Sticking with packaging, but moving to Germany, is research by consumer group and accompanying magazine Ökotest whichshowed the chemical BPA (which is subject to broadening bans in food contact materials) and BPS (its not-so-safe substitute) in worrying amounts in pizzas boxes made from recycled cardboard. Only one pizza box, from Pizza Hut, tested negative for both BPA and BPS, reports Food Safety magazine following the tests. A simulation using the 10 tested boxes found chemicals and in the pizzas too – one of which would have given someone a daily dose that exceeds the EFSA one by around 45,000%. “That leaves you speechless,” the group said

Nestlé also managed to leave a room full of people speechless recently when one of its team said (out loud during a presentation) that without farmers the company was “all Kit and no Kat”. There appears no sign of a break in farmers’ financial fury, mind. “Upland farmers who relied on government promises to adequately pay them for improving the natural environment and tackling climate change have been short changed,” reports 8point9.com. Modelling carried out by the University of Cumbria’s Professor Julia Aglionby shows that many upland farmers in England are now living on less than the national minimum wage. “It’s quite depressing,” Aglionby told the site.

Which brings us to equally-gloomy research published by an international research team that included the UK Centre for Ecology & Hydrology (UKCEH) and the University of Sussex. The researchers found the pervasive impact of pesticides reaches 800 species that are not targeted by the chemicals. The effects on biodiversity are “overwhelming”, they said; the findings “question the sustainability of current pesticide use”. 
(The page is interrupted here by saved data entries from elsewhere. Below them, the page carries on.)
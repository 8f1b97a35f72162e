//! Lowering of statements, control flow and function definitions.

use inkwell::values::{BasicMetadataValueEnum, PointerValue};

use crate::{
    ast::{print_expression, AstNode, DataType, NodeKind},
    diagnostics::Diagnostics,
};

use super::IrGenerator;

impl<'ctx, 'a> IrGenerator<'ctx, 'a> {
    pub(super) fn visit_sequence(&mut self, node: &AstNode, diagnostics: &mut Diagnostics) {
        let NodeKind::Sequence { children } = &node.kind else {
            return;
        };

        for child in children {
            self.visit(child, diagnostics);
        }

        if let Some(value) = children.last().and_then(|last| self.values.get(&last.id).copied()) {
            self.values.insert(node.id, value);
        }
    }

    pub(super) fn visit_statement(&mut self, node: &AstNode, diagnostics: &mut Diagnostics) {
        let NodeKind::Statement { is_return, child } = &node.kind else {
            return;
        };

        let value = match child {
            Some(child) => {
                self.visit(child, diagnostics);
                self.values.get(&child.id).copied()
            }
            None => None,
        };

        if *is_return && self.current_block().is_some() {
            let _ = match &value {
                Some(value) => self.builder.build_return(Some(value)),
                None => self.builder.build_return(None),
            };
        }
        if let Some(value) = value {
            self.values.insert(node.id, value);
        }
    }

    pub(super) fn visit_variable_definition(
        &mut self,
        node: &AstNode,
        diagnostics: &mut Diagnostics,
    ) {
        let NodeKind::VariableDefinition { name, data_type } = &node.kind else {
            return;
        };

        let Some(basic_type) = self.basic_type(*data_type) else {
            diagnostics.report(format!("variable '{name}' cannot have type void"));
            return;
        };

        // module-level definitions become globals with a zero initializer
        if self.is_global_scope && self.scope_depth() == 1 {
            if let Some(existing) = self.globals.get(name) {
                if existing != data_type {
                    diagnostics.report(format!(
                        "global '{name}' is already declared with type {existing}"
                    ));
                }
                return;
            }

            let global = self.module.add_global(basic_type, None, name);
            match self.const_zero(*data_type) {
                Some(zero) => global.set_initializer(&zero),
                None => {}
            }

            let pointer = global.as_pointer_value();
            self.globals.insert(name.clone(), *data_type);
            self.bind_variable(name, pointer);
            self.values.insert(node.id, pointer.into());
            return;
        }

        // locals are always allocated in the entry block; the slot stays
        // undefined until the first assignment
        let Some(slot) = self.create_entry_block_alloca(basic_type, name) else {
            diagnostics.report(format!("no function context for variable '{name}'"));
            return;
        };
        self.bind_variable(name, slot);
        self.values.insert(node.id, slot.into());
    }

    pub(super) fn visit_assignment(&mut self, node: &AstNode, diagnostics: &mut Diagnostics) {
        let NodeKind::Assignment { left, right } = &node.kind else {
            return;
        };

        self.visit(right, diagnostics);
        let Some(value) = self.values.get(&right.id).copied() else {
            return;
        };
        let Some(target) = self.address_of(left, diagnostics) else {
            return;
        };

        let _ = self.builder.build_store(target, value);
        self.values.insert(node.id, value);
    }

    /// Lowers an assignment target to the address to store into.
    fn address_of(
        &mut self,
        node: &AstNode,
        diagnostics: &mut Diagnostics,
    ) -> Option<PointerValue<'ctx>> {
        match &node.kind {
            NodeKind::VariableDefinition { .. } => {
                self.visit_variable_definition(node, diagnostics);
                self.values
                    .get(&node.id)
                    .map(|value| value.into_pointer_value())
            }
            NodeKind::Variable { name, index: None } => {
                let slot = self.find_variable(name);
                if slot.is_none() {
                    diagnostics.report(format!("undefined variable '{name}'"));
                }
                slot
            }
            NodeKind::Variable {
                name,
                index: Some(_),
            } => {
                diagnostics.report(format!(
                    "array indexing on '{name}' is not supported yet"
                ));
                None
            }
            _ => {
                diagnostics.report("invalid assignment target");
                None
            }
        }
    }

    pub(super) fn visit_function(&mut self, node: &AstNode, diagnostics: &mut Diagnostics) {
        let NodeKind::Function {
            name,
            return_type,
            arguments,
            body,
        } = &node.kind
        else {
            return;
        };

        // extern declarations carry no body and were declared up front
        let Some(body) = body else {
            return;
        };

        let parameters: Vec<DataType> = arguments
            .iter()
            .filter_map(|argument| match &argument.kind {
                NodeKind::VariableDefinition { data_type, .. } => Some(*data_type),
                _ => None,
            })
            .collect();
        let function = self.get_or_create_function(name, *return_type, &parameters);

        let saved_block = self.current_block();
        let saved_global_scope = self.is_global_scope;
        self.is_global_scope = false;

        let entry = self.context.append_basic_block(function, "entry");
        self.builder.position_at_end(entry);

        self.with_scope(|generator| {
            for (index, argument) in arguments.iter().enumerate() {
                let NodeKind::VariableDefinition { name, data_type } = &argument.kind else {
                    continue;
                };
                let Some(basic_type) = generator.basic_type(*data_type) else {
                    diagnostics.report(format!("parameter '{name}' cannot have type void"));
                    continue;
                };
                let Some(slot) = generator.create_entry_block_alloca(basic_type, name) else {
                    continue;
                };
                if let Some(value) = function.get_nth_param(index as u32) {
                    let _ = generator.builder.build_store(slot, value);
                }
                generator.bind_variable(name, slot);
                generator.values.insert(argument.id, slot.into());
            }

            generator.visit(body, diagnostics);
        });

        self.finalize_function(*return_type);

        self.is_global_scope = saved_global_scope;
        if let Some(block) = saved_block {
            self.builder.position_at_end(block);
        }
    }

    /// Three fresh blocks per if statement: `then`, `else` and `if_merge`.
    /// A branch that textually ends in a return does not jump to the merge
    /// block.
    pub(super) fn visit_if_statement(&mut self, node: &AstNode, diagnostics: &mut Diagnostics) {
        let NodeKind::IfStatement {
            condition,
            if_body,
            else_body,
        } = &node.kind
        else {
            return;
        };

        self.visit(condition, diagnostics);
        let Some(condition_value) = self.values.get(&condition.id).copied() else {
            return;
        };

        let Some(function) = self.current_block().and_then(|block| block.get_parent()) else {
            return;
        };
        let then_block = self.context.append_basic_block(function, "then");
        let else_block = self.context.append_basic_block(function, "else");
        let merge_block = self.context.append_basic_block(function, "if_merge");

        let _ = self.builder.build_conditional_branch(
            condition_value.into_int_value(),
            then_block,
            else_block,
        );

        self.builder.position_at_end(then_block);
        if let Some(body) = if_body {
            self.with_scope(|generator| generator.visit(body, diagnostics));
        }
        if !branch_ends_in_return(if_body) {
            let _ = self.builder.build_unconditional_branch(merge_block);
        }

        self.builder.position_at_end(else_block);
        if let Some(body) = else_body {
            self.with_scope(|generator| generator.visit(body, diagnostics));
        }
        if !branch_ends_in_return(else_body) {
            let _ = self.builder.build_unconditional_branch(merge_block);
        }

        self.builder.position_at_end(merge_block);
    }

    pub(super) fn visit_for_statement(&mut self, node: &AstNode, diagnostics: &mut Diagnostics) {
        let NodeKind::ForStatement {
            init,
            condition,
            update,
            body,
        } = &node.kind
        else {
            return;
        };

        let Some(function) = self.current_block().and_then(|block| block.get_parent()) else {
            return;
        };

        let header_block = self.context.append_basic_block(function, "loop_header");
        let body_block = self.context.append_basic_block(function, "loop_body");
        let exit_block = self.context.append_basic_block(function, "loop_exit");

        self.with_scope(|generator| {
            generator.visit(init, diagnostics);
            let _ = generator.builder.build_unconditional_branch(header_block);

            generator.builder.position_at_end(header_block);
            generator.visit(condition, diagnostics);
            let Some(condition_value) = generator.values.get(&condition.id).copied() else {
                return;
            };
            let _ = generator.builder.build_conditional_branch(
                condition_value.into_int_value(),
                body_block,
                exit_block,
            );

            generator.builder.position_at_end(body_block);
            if let Some(body) = body {
                generator.visit(body, diagnostics);
            }
            generator.visit(update, diagnostics);
            let _ = generator.builder.build_unconditional_branch(header_block);
        });

        self.builder.position_at_end(exit_block);
    }

    /// An assert is an if whose failure path prints the violated condition
    /// and exits the process with status 1.
    pub(super) fn visit_assert(&mut self, node: &AstNode, diagnostics: &mut Diagnostics) {
        let NodeKind::Assert { condition } = &node.kind else {
            return;
        };

        self.visit(condition, diagnostics);
        let Some(condition_value) = self.values.get(&condition.id).copied() else {
            return;
        };

        let Some(function) = self.current_block().and_then(|block| block.get_parent()) else {
            return;
        };
        let then_block = self.context.append_basic_block(function, "then");
        let else_block = self.context.append_basic_block(function, "else");
        let merge_block = self.context.append_basic_block(function, "if_merge");

        let _ = self.builder.build_conditional_branch(
            condition_value.into_int_value(),
            then_block,
            else_block,
        );

        self.builder.position_at_end(then_block);
        let _ = self.builder.build_unconditional_branch(merge_block);

        self.builder.position_at_end(else_block);
        self.emit_assert_failure(condition, diagnostics);
        let _ = self.builder.build_unconditional_branch(merge_block);

        self.builder.position_at_end(merge_block);
    }

    fn emit_assert_failure(&mut self, condition: &AstNode, diagnostics: &mut Diagnostics) {
        if let NodeKind::BinaryOperation { op, left, right } = &condition.kind {
            let left_format = self.format_specifier(left);
            let right_format = self.format_specifier(right);
            let format = format!("> assert %s\nE assert %{left_format}{op}%{right_format}\n");

            let format_pointer = self.builder.build_global_string_ptr(&format, "assert_format");
            let condition_pointer = self
                .builder
                .build_global_string_ptr(&print_expression(condition), "assert_condition");
            let (Ok(format_pointer), Ok(condition_pointer)) =
                (format_pointer, condition_pointer)
            else {
                return;
            };

            let (Some(left_value), Some(right_value)) =
                (self.values.get(&left.id), self.values.get(&right.id))
            else {
                diagnostics.report("assert operands produced no value");
                return;
            };

            let arguments: Vec<BasicMetadataValueEnum<'ctx>> = vec![
                format_pointer.as_pointer_value().into(),
                condition_pointer.as_pointer_value().into(),
                (*left_value).into(),
                (*right_value).into(),
            ];
            if let Some(printf) = self.stdlib_function("printf") {
                let _ = self.builder.build_call(printf, &arguments, "");
            }
        }

        if let Some(exit) = self.stdlib_function("exit") {
            let status = self.context.i32_type().const_int(1, false);
            let _ = self.builder.build_call(exit, &[status.into()], "");
        }
    }

    fn format_specifier(&self, node: &AstNode) -> &'static str {
        match self.types.get(&node.id) {
            Some(DataType::Int) => "ld",
            Some(DataType::Float) => "f",
            _ => "d",
        }
    }
}

fn branch_ends_in_return(body: &Option<Box<AstNode>>) -> bool {
    body.as_ref().is_some_and(|body| body.ends_in_return())
}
There is more on that study in a separate story this week. We also cover a study in which researchers at the University of Aberdeen revisited their work from 10 years ago on the perceptions around meat, diet and climate change (understanding has improved but many of the barriers to change have remained). And there is news of EIT Food’s latest big ‘trust in food’ survey: very few Europeans are keen to cut back on meat or try regenerative foods, it seems.